Irlanda

A los estudiantes, sobre todo a los que no han dado nunca palo al agua, les ha entusiasmado siempre protestar. Y salir a la calle. Coquetear, mientras tanto. Sentirse tan parte del asunto como sea necesario, el escalofrío que recorre la columna vertebral cuando hay policía cerca y sabemos que nada nos ocurrirá, y en especial ahora, cuando una cámara asoma cerca y puede enfocarnos. Diez segundos de gloria. La sensación, en definitiva, de que, por una vez, mientras son jóvenes tienen algún tipo de poder.
Hace diez años apareció en las librerías mi primera novela, Irlanda.
Hablaba, entre otros temas, de la frustración de una muchacha que no encontraba el mundo tal y como le habían prometido. Actuaba. No de una manera convencional, obviamente, no de la forma en la que desearíamos que una de nuestras hijas reaccionara. Pero reaccionaba.
Los estudiantes no reaccionan, porque no desean pagar el precio que supone el cambio. O destacar. Porque iniciamos un camino en el que los estudiantes eran personas destacadas que, poco a poco, se han limitado a continuar un bachillerato masificado.

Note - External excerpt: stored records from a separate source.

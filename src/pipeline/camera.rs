// Ultralytics 🚀 AGPL-3.0 License - https://ultralytics.com/license
//! 单路摄像头运行时句柄 (生命周期 / 快照 / 统计 / 广播)

use super::hub::FrameHub;
use crate::analysis::{CameraSnapshot, CameraStatus};
use crate::config::{CameraConfig, StreamConfig};
use crate::CameraId;
use serde::Serialize;
use std::sync::atomic::{AtomicBool, AtomicU64, AtomicU8, Ordering};
use std::sync::{Arc, Mutex, RwLock};
use std::thread::JoinHandle;

#[derive(Clone, Copy, Debug, PartialEq, Eq, Serialize)]
#[serde(rename_all = "lowercase")]
pub enum CameraLifecycle {
    Stopped,
    Starting,
    Running,
    Stopping,
}

impl CameraLifecycle {
    fn as_u8(self) -> u8 {
        match self {
            CameraLifecycle::Stopped => 0,
            CameraLifecycle::Starting => 1,
            CameraLifecycle::Running => 2,
            CameraLifecycle::Stopping => 3,
        }
    }

    fn from_u8(v: u8) -> Self {
        match v {
            1 => CameraLifecycle::Starting,
            2 => CameraLifecycle::Running,
            3 => CameraLifecycle::Stopping,
            _ => CameraLifecycle::Stopped,
        }
    }
}

/// 视频源健康状态 (采集线程更新)
#[derive(Clone, Debug, PartialEq, Eq, Serialize)]
#[serde(tag = "state", content = "reason", rename_all = "lowercase")]
pub enum SourceHealth {
    Unknown,
    Ok,
    Failed(String),
}

/// 流水线计数器
#[derive(Debug, Default)]
pub struct PipelineStats {
    pub frames_captured: AtomicU64,
    pub frames_dropped: AtomicU64,
    pub frames_processed: AtomicU64,
    pub inference_failures: AtomicU64,
    pub recording_errors: AtomicU64,
    pub frames_published: AtomicU64,
}

#[derive(Debug, Clone, Copy, PartialEq, Eq, Serialize)]
pub struct PipelineStatsView {
    pub frames_captured: u64,
    pub frames_dropped: u64,
    pub frames_processed: u64,
    pub inference_failures: u64,
    pub recording_errors: u64,
    pub frames_published: u64,
}

impl PipelineStats {
    pub fn incr(counter: &AtomicU64) {
        counter.fetch_add(1, Ordering::Relaxed);
    }

    pub fn add(counter: &AtomicU64, n: u64) {
        counter.fetch_add(n, Ordering::Relaxed);
    }

    pub fn view(&self) -> PipelineStatsView {
        PipelineStatsView {
            frames_captured: self.frames_captured.load(Ordering::Relaxed),
            frames_dropped: self.frames_dropped.load(Ordering::Relaxed),
            frames_processed: self.frames_processed.load(Ordering::Relaxed),
            inference_failures: self.inference_failures.load(Ordering::Relaxed),
            recording_errors: self.recording_errors.load(Ordering::Relaxed),
            frames_published: self.frames_published.load(Ordering::Relaxed),
        }
    }
}

/// 运行中的线程与停止标志
pub(crate) struct Workers {
    pub stop: Arc<AtomicBool>,
    pub threads: Vec<JoinHandle<()>>,
}

/// 摄像头句柄: 服务运行期间一直存在
pub struct CameraHandle {
    config: CameraConfig,
    phase: AtomicU8,
    /// 启停互斥 (持有期间 phase 处于 Starting/Stopping)
    pub(crate) control: Mutex<Option<Workers>>,
    snapshot: RwLock<Arc<CameraSnapshot>>,
    accident: AtomicBool,
    health: Mutex<SourceHealth>,
    stats: PipelineStats,
    /// 视频源帧率 (f64 位模式, 0 表示未知)
    source_fps: AtomicU64,
    full_hub: FrameHub,
    low_hub: FrameHub,
}

impl CameraHandle {
    pub fn new(config: CameraConfig, stream: &StreamConfig) -> Self {
        Self {
            config,
            phase: AtomicU8::new(CameraLifecycle::Stopped.as_u8()),
            control: Mutex::new(None),
            snapshot: RwLock::new(Arc::new(CameraSnapshot::default())),
            accident: AtomicBool::new(false),
            health: Mutex::new(SourceHealth::Unknown),
            stats: PipelineStats::default(),
            source_fps: AtomicU64::new(0),
            full_hub: FrameHub::new(stream.output_queue_depth),
            low_hub: FrameHub::new(stream.output_queue_depth),
        }
    }

    pub fn id(&self) -> CameraId {
        self.config.id
    }

    pub fn config(&self) -> &CameraConfig {
        &self.config
    }

    pub fn lifecycle(&self) -> CameraLifecycle {
        CameraLifecycle::from_u8(self.phase.load(Ordering::Acquire))
    }

    pub(crate) fn set_lifecycle(&self, state: CameraLifecycle) {
        self.phase.store(state.as_u8(), Ordering::Release);
    }

    pub fn is_running(&self) -> bool {
        self.lifecycle() == CameraLifecycle::Running
    }

    // ========== 快照 ==========

    pub fn snapshot(&self) -> Arc<CameraSnapshot> {
        self.snapshot
            .read()
            .unwrap_or_else(|e| e.into_inner())
            .clone()
    }

    /// 整体替换, 读者不会看到半更新的状态
    pub fn publish_snapshot(&self, snapshot: CameraSnapshot) {
        let next = Arc::new(snapshot);
        *self.snapshot.write().unwrap_or_else(|e| e.into_inner()) = next;
    }

    // ========== 事故标志 (外部设置) ==========

    pub fn accident(&self) -> bool {
        self.accident.load(Ordering::Relaxed)
    }

    pub fn set_accident(&self, active: bool) {
        self.accident.store(active, Ordering::Relaxed);
    }

    // ========== 健康 / 统计 ==========

    pub fn health(&self) -> SourceHealth {
        self.health.lock().unwrap_or_else(|e| e.into_inner()).clone()
    }

    pub(crate) fn set_health(&self, health: SourceHealth) {
        *self.health.lock().unwrap_or_else(|e| e.into_inner()) = health;
    }

    pub fn stats(&self) -> &PipelineStats {
        &self.stats
    }

    /// 对外状态
    pub fn status(&self) -> CameraStatus {
        match self.lifecycle() {
            CameraLifecycle::Running | CameraLifecycle::Starting => match self.health() {
                SourceHealth::Failed(_) => CameraStatus::Degraded,
                _ => CameraStatus::Online,
            },
            CameraLifecycle::Stopped | CameraLifecycle::Stopping => CameraStatus::Offline,
        }
    }

    pub(crate) fn set_source_fps(&self, fps: f64) {
        let bits = if fps.is_finite() && fps > 0.0 { fps.to_bits() } else { 0 };
        self.source_fps.store(bits, Ordering::Relaxed);
    }

    /// 当前视频源的帧率, 源未打开时为 `None`
    pub fn source_fps(&self) -> Option<f64> {
        match self.source_fps.load(Ordering::Relaxed) {
            0 => None,
            bits => Some(f64::from_bits(bits)),
        }
    }

    // ========== 广播 ==========

    pub fn full_hub(&self) -> &FrameHub {
        &self.full_hub
    }

    pub fn low_hub(&self) -> &FrameHub {
        &self.low_hub
    }

    /// 结束所有观众的 MJPEG 流, 返回被断开的观众数
    pub fn close_streams(&self) -> usize {
        self.full_hub.close() + self.low_hub.close()
    }
}

/// `/cameras` 列表项
#[derive(Debug, Clone, Serialize)]
pub struct CameraInfo {
    pub id: CameraId,
    pub name: Option<String>,
    pub source: String,
    pub lifecycle: CameraLifecycle,
    pub status: CameraStatus,
    pub health: SourceHealth,
    pub viewers: usize,
    pub stats: PipelineStatsView,
}

impl From<&CameraHandle> for CameraInfo {
    fn from(handle: &CameraHandle) -> Self {
        Self {
            id: handle.id(),
            name: handle.config.name.clone(),
            source: handle.config.source.clone(),
            lifecycle: handle.lifecycle(),
            status: handle.status(),
            health: handle.health(),
            viewers: handle.full_hub.receiver_count() + handle.low_hub.receiver_count(),
            stats: handle.stats.view(),
        }
    }
}
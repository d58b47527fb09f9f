// Ultralytics 🚀 AGPL-3.0 License - https://ultralytics.com/license
//! JPEG 编码与低分辨率缩放

use anyhow::{Context, Result};
use bytes::Bytes;
use fast_image_resize as fr;
use image::codecs::jpeg::JpegEncoder;
use image::RgbImage;

pub fn encode_jpeg(image: &RgbImage, quality: u8) -> Result<Bytes> {
    let mut buf = Vec::with_capacity(image.as_raw().len() / 8);
    JpegEncoder::new_with_quality(&mut buf, quality)
        .encode_image(image)
        .context("jpeg encode failed")?;
    Ok(Bytes::from(buf))
}

/// 低分辨率流: 复用 resizer, 仅在有观众时调用
pub struct Downscaler {
    width: u32,
    height: u32,
    resizer: fr::Resizer,
}

impl Downscaler {
    pub fn new(width: u32, height: u32) -> Self {
        Self {
            width,
            height,
            resizer: fr::Resizer::new(),
        }
    }

    pub fn resize(&mut self, image: &RgbImage) -> Result<RgbImage> {
        if image.dimensions() == (self.width, self.height) {
            return Ok(image.clone());
        }
        let (w0, h0) = image.dimensions();
        let src = fr::images::Image::from_vec_u8(w0, h0, image.as_raw().clone(), fr::PixelType::U8x3)?;
        let mut dst = fr::images::Image::new(self.width, self.height, fr::PixelType::U8x3);
        self.resizer.resize(
            &src,
            &mut dst,
            &fr::ResizeOptions::new()
                .resize_alg(fr::ResizeAlg::Convolution(fr::FilterType::Bilinear)),
        )?;
        RgbImage::from_raw(self.width, self.height, dst.into_vec())
            .context("resized buffer has unexpected length")
    }

    /// 缩放并编码
    pub fn encode(&mut self, image: &RgbImage, quality: u8) -> Result<Bytes> {
        let small = self.resize(image)?;
        encode_jpeg(&small, quality)
    }
}
// Ultralytics 🚀 AGPL-3.0 License - https://ultralytics.com/license
/// FFmpeg 视频源 (文件循环播放 / RTSP 拉流)
/// FFmpeg-backed frame source
use super::decode_filter::DecodeFilter;
use super::source::{is_stream_locator, FrameSource, ReadOutcome, SourceFactory};
use crate::config::CameraConfig;
use anyhow::{anyhow, bail, Context, Result};
use crossbeam_channel::{bounded, Receiver, RecvTimeoutError};
use ez_ffmpeg::core::context::null_output::create_null_output;
use ez_ffmpeg::filter::frame_pipeline_builder::FramePipelineBuilder;
use ez_ffmpeg::stream_info::{find_video_stream_info, StreamInfo};
use ez_ffmpeg::{AVMediaType, FfmpegContext, Input};
use image::RgbImage;
use std::sync::atomic::{AtomicBool, Ordering};
use std::sync::Arc;
use std::thread::JoinHandle;
use std::time::Duration;
use tracing::{debug, info, warn};

/// 等待 FFmpeg 任务启动的上限
const START_TIMEOUT: Duration = Duration::from_secs(15);

/// 容器帧率的合理上限, 超出视为元数据错误
const MAX_CONTAINER_FPS: f64 = 240.0;

/// 读取容器中视频流的平均帧率
pub fn container_fps(locator: &str) -> Option<f64> {
    match find_video_stream_info(locator) {
        Ok(Some(StreamInfo::Video { fps, .. })) => sane_fps(fps),
        Ok(_) => None,
        Err(e) => {
            warn!("⚠️ 无法读取帧率 {}: {}", locator, e);
            None
        }
    }
}

fn sane_fps(fps: f64) -> Option<f64> {
    (fps.is_finite() && fps > 0.0 && fps <= MAX_CONTAINER_FPS).then_some(fps)
}

/// 配置优先, 其次容器帧率, 最后默认值
pub fn resolve_fps(configured: Option<f64>, detected: Option<f64>, default_fps: f64) -> f64 {
    configured.or(detected).unwrap_or(default_fps)
}

/// 单次解码任务
struct DecodeJob {
    rx: Receiver<RgbImage>,
    abort: Arc<AtomicBool>,
    _handle: JoinHandle<()>,
}

impl Drop for DecodeJob {
    fn drop(&mut self) {
        // 解码线程在下一帧检查标志后退出
        self.abort.store(true, Ordering::Relaxed);
    }
}

pub struct FfmpegSource {
    locator: String,
    width: u32,
    height: u32,
    fps: f64,
    live: bool,
    job: Option<DecodeJob>,
}

impl FfmpegSource {
    pub fn open(locator: &str, width: u32, height: u32, fps: f64) -> Result<Self> {
        let mut source = Self {
            locator: locator.to_string(),
            width,
            height,
            fps,
            live: is_stream_locator(locator),
            job: None,
        };
        source.job = Some(source.spawn_job()?);
        info!("📹 视频源已打开: {} ({}x{} @ {:.1}fps)", locator, width, height, fps);
        Ok(source)
    }

    fn spawn_job(&self) -> Result<DecodeJob> {
        let (tx, rx) = bounded(2);
        let (ready_tx, ready_rx) = bounded::<Result<(), String>>(1);
        let abort = Arc::new(AtomicBool::new(false));

        let filter = DecodeFilter::new(tx, abort.clone(), self.live, self.locator.clone());
        let locator = self.locator.clone();
        let live = self.live;
        let scale = format!("scale={}:{},format=yuv420p", self.width, self.height);

        let handle = std::thread::Builder::new()
            .name("ffmpeg-decode".to_string())
            .spawn(move || {
                let pipe: FramePipelineBuilder = AVMediaType::AVMEDIA_TYPE_VIDEO.into();
                let pipe = pipe.filter("decode", Box::new(filter));
                let out = create_null_output().add_frame_pipeline(pipe);

                let mut input = Input::new(locator.as_str());
                if live {
                    input = input.set_input_opts(
                        [("rtsp_transport", "tcp"), ("rtsp_flags", "prefer_tcp")].into(),
                    );
                }

                let ctx = match FfmpegContext::builder()
                    .input(input)
                    .filter_descs([scale.as_str()].into())
                    .output(out)
                    .build()
                {
                    Ok(ctx) => ctx,
                    Err(e) => {
                        let _ = ready_tx.send(Err(format!("构建失败: {}", e)));
                        return;
                    }
                };

                match ctx.start() {
                    Ok(sch) => {
                        let _ = ready_tx.send(Ok(()));
                        let _ = sch.wait();
                    }
                    Err(e) => {
                        let _ = ready_tx.send(Err(format!("启动失败: {}", e)));
                    }
                }
            })
            .context("failed to spawn decode thread")?;

        match ready_rx.recv_timeout(START_TIMEOUT) {
            Ok(Ok(())) => Ok(DecodeJob {
                rx,
                abort,
                _handle: handle,
            }),
            Ok(Err(e)) => bail!("{}: {}", self.locator, e),
            Err(_) => {
                abort.store(true, Ordering::Relaxed);
                Err(anyhow!("{}: decoder did not start in {:?}", self.locator, START_TIMEOUT))
            }
        }
    }
}

impl FrameSource for FfmpegSource {
    fn read(&mut self, timeout: Duration) -> Result<ReadOutcome> {
        let Some(job) = &self.job else {
            return Ok(ReadOutcome::EndOfStream);
        };
        match job.rx.recv_timeout(timeout) {
            Ok(image) => Ok(ReadOutcome::Frame(image)),
            Err(RecvTimeoutError::Timeout) => Ok(ReadOutcome::Pending),
            Err(RecvTimeoutError::Disconnected) => Ok(ReadOutcome::EndOfStream),
        }
    }

    fn rewind(&mut self) -> Result<()> {
        debug!("🔁 重新打开视频源: {}", self.locator);
        self.job = None;
        self.job = Some(self.spawn_job()?);
        Ok(())
    }

    fn fps(&self) -> f64 {
        self.fps
    }

    fn is_live(&self) -> bool {
        self.live
    }
}

/// FFmpeg 视频源工厂
pub struct FfmpegSourceFactory {
    pub default_fps: f64,
}

impl SourceFactory for FfmpegSourceFactory {
    fn open(&self, camera: &CameraConfig, width: u32, height: u32) -> Result<Box<dyn FrameSource>> {
        // 实时流不节流, 不必额外连一次
        let detected = match camera.fps {
            None if !is_stream_locator(&camera.source) => container_fps(&camera.source),
            _ => None,
        };
        let fps = resolve_fps(camera.fps, detected, self.default_fps);
        let source = FfmpegSource::open(&camera.source, width, height, fps)
            .with_context(|| format!("camera {}", camera.id))?;
        Ok(Box::new(source))
    }
}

Cuidamos a los universitarios con el mismo mimo y la misma desidia que dedicamos a los niños consentidos. Protestan y se les mira con complacencia y no se les escucha, pero tampoco se les acalla. El problema se concentra en una franja de edad aislada en campus, aislada en tecnología y aislada en un vocabulario y unos gustos determinados. No interesan. No son como los de antes, aquellos que arrojaban piedras, aquellos que se arriesgaban a la cárcel y al demérito. Los alumnos no son los que eran. Nunca lo fueron. Ahora vemos a niños que vocean y que patean. Cuando sepan por qué, será demasiado tarde.